Studies on Experimental Insulin Immunity: I. Dynamics of Insulin Immunity in the Guinea Pig

Abstract

Insulin half life and the formation and characterization of the insulin-binding antibodies have been studied in the guinea pig both in vivo and in vitro. The antigen-antibody complexes have also been studied utilizing cellulose column electrophoresis and Sephadex G-200 column filtration. In addition, a quantitative assay procedure for insulin-binding antibodies has been employed. In normal guinea pigs the injected insulin-I-125 is carried by at least two serum proteins, presumably albumin and an α. globulin, or more specifically 4.5S and 19S proteins. In immune animals the insulin-antibody complexes are represented by a single peak in the (β-γ globulin region on column electrophoresis; they are distinguishable from the uncomplexed antibodies which are 7S γ1 and 7S γ1 globulins. The precipitating insulin antibody also appears to be a 7S globulin.
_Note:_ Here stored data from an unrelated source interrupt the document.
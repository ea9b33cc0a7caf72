//! Wire messages exchanged between client and server.
//!
//! Both directions carry bincode-encoded serde structures. A request is a
//! [`PublicContext`]: parameters, the relinearization key and the encrypted
//! queries, never the secret key. A response is a [`ResponseEnvelope`] with
//! one list of [`DistanceResult`]s per query, in submission order.

use bincode::Options;
use serde::de::DeserializeOwned;
use serde::{Deserialize, Serialize};

use crate::ckks::{Ciphertext, EvaluationKeySet, RelinearizationKey};
use crate::error::{err, Result};
use crate::params::SchemeParameters;

/// Upper bound on a decoded payload, guarding allocations driven by
/// untrusted length prefixes.
pub const MAX_PAYLOAD_BYTES: u64 = 1 << 30;

/// MIME type of both request and response bodies.
pub const CONTENT_TYPE: &str = "application/octet-stream";

fn options() -> impl Options {
    bincode::DefaultOptions::new()
        .with_fixint_encoding()
        .with_limit(MAX_PAYLOAD_BYTES)
}

/// Serializes a wire message
pub fn encode<T: Serialize>(value: &T) -> Result<Vec<u8>> {
    Ok(options().serialize(value)?)
}

/// Deserializes a wire message; any failure is a protocol error
pub fn decode<T: DeserializeOwned>(bytes: &[u8]) -> Result<T> {
    Ok(options().deserialize(bytes)?)
}

/// Everything the server needs to evaluate distances, and nothing secret
#[derive(Debug, Clone, Serialize, Deserialize)]
pub struct PublicContext {
    pub params: SchemeParameters,
    pub relinearization_key: RelinearizationKey,
    /// One encrypted, replicated embedding per detection
    pub queries: Vec<Ciphertext>,
}

impl PublicContext {
    /// Checks the request against the server's parameters.
    ///
    /// Parameters must match exactly; every query must be a well-formed
    /// ciphertext with at least one level left for the rescale.
    pub fn validate(&self, expected: &SchemeParameters) -> Result<()> {
        if &self.params != expected {
            return Err(err!(
                Protocol,
                "client parameters differ from server parameters"
            ));
        }
        self.relinearization_key.validate(expected)?;
        for (i, query) in self.queries.iter().enumerate() {
            query
                .validate(expected)
                .map_err(|e| err!(Protocol, "query {}: {}", i, e))?;
            if query.level == 0 {
                return Err(err!(Protocol, "query {} has no level left to rescale", i));
            }
        }
        Ok(())
    }

    /// Evaluation keys derived from the transmitted relinearization key.
    pub fn evaluation_keys(&self) -> EvaluationKeySet {
        EvaluationKeySet::new(self.relinearization_key.clone())
    }

    /// Splits into the parts the evaluator consumes, without copying keys.
    pub fn into_parts(self) -> (SchemeParameters, EvaluationKeySet, Vec<Ciphertext>) {
        (
            self.params,
            EvaluationKeySet::new(self.relinearization_key),
            self.queries,
        )
    }
}

/// Squared-difference ciphertext for one (query, batch) pair, with the
/// labels of the batch's rows in slot-segment order
#[derive(Debug, Clone, PartialEq, Serialize, Deserialize)]
pub struct DistanceResult {
    pub ciphertext: Ciphertext,
    pub labels: Vec<String>,
}

/// Results for one query, tagged with its submission index
#[derive(Debug, Clone, PartialEq)]
pub struct QueryResult {
    pub query_index: usize,
    pub distances: Vec<DistanceResult>,
}

/// Server response: per query, one result per batch in batch order
#[derive(Debug, Clone, PartialEq, Serialize, Deserialize)]
pub struct ResponseEnvelope {
    pub distances: Vec<Vec<DistanceResult>>,
    pub params: SchemeParameters,
}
Moreover, the insulin-antibody complexes occur as a single component in the 19S fraction on Sephadex G-200 filtration, and if the complex were a single molecule it would have a molecular weight equivalent of about 630,000. During the immunization process the insulin binding antibody titer increases progressively in association with an elevation of 7S globulin. In most animals during the early stages of immunization the molecular weight of the antibodies appears to be exclusively of the 7S globulin type; however, in two of seven animals there was, in addition, a small amount of insulin antibody of 19S globulin type early during the immunization period. The purpose in estimating a molecular weight equivalent of the insulin-antibody complex relates to the possibility that the distinctive features of the angiopathies of diabetes may depend upon certain physicochemical characteristics of this complex.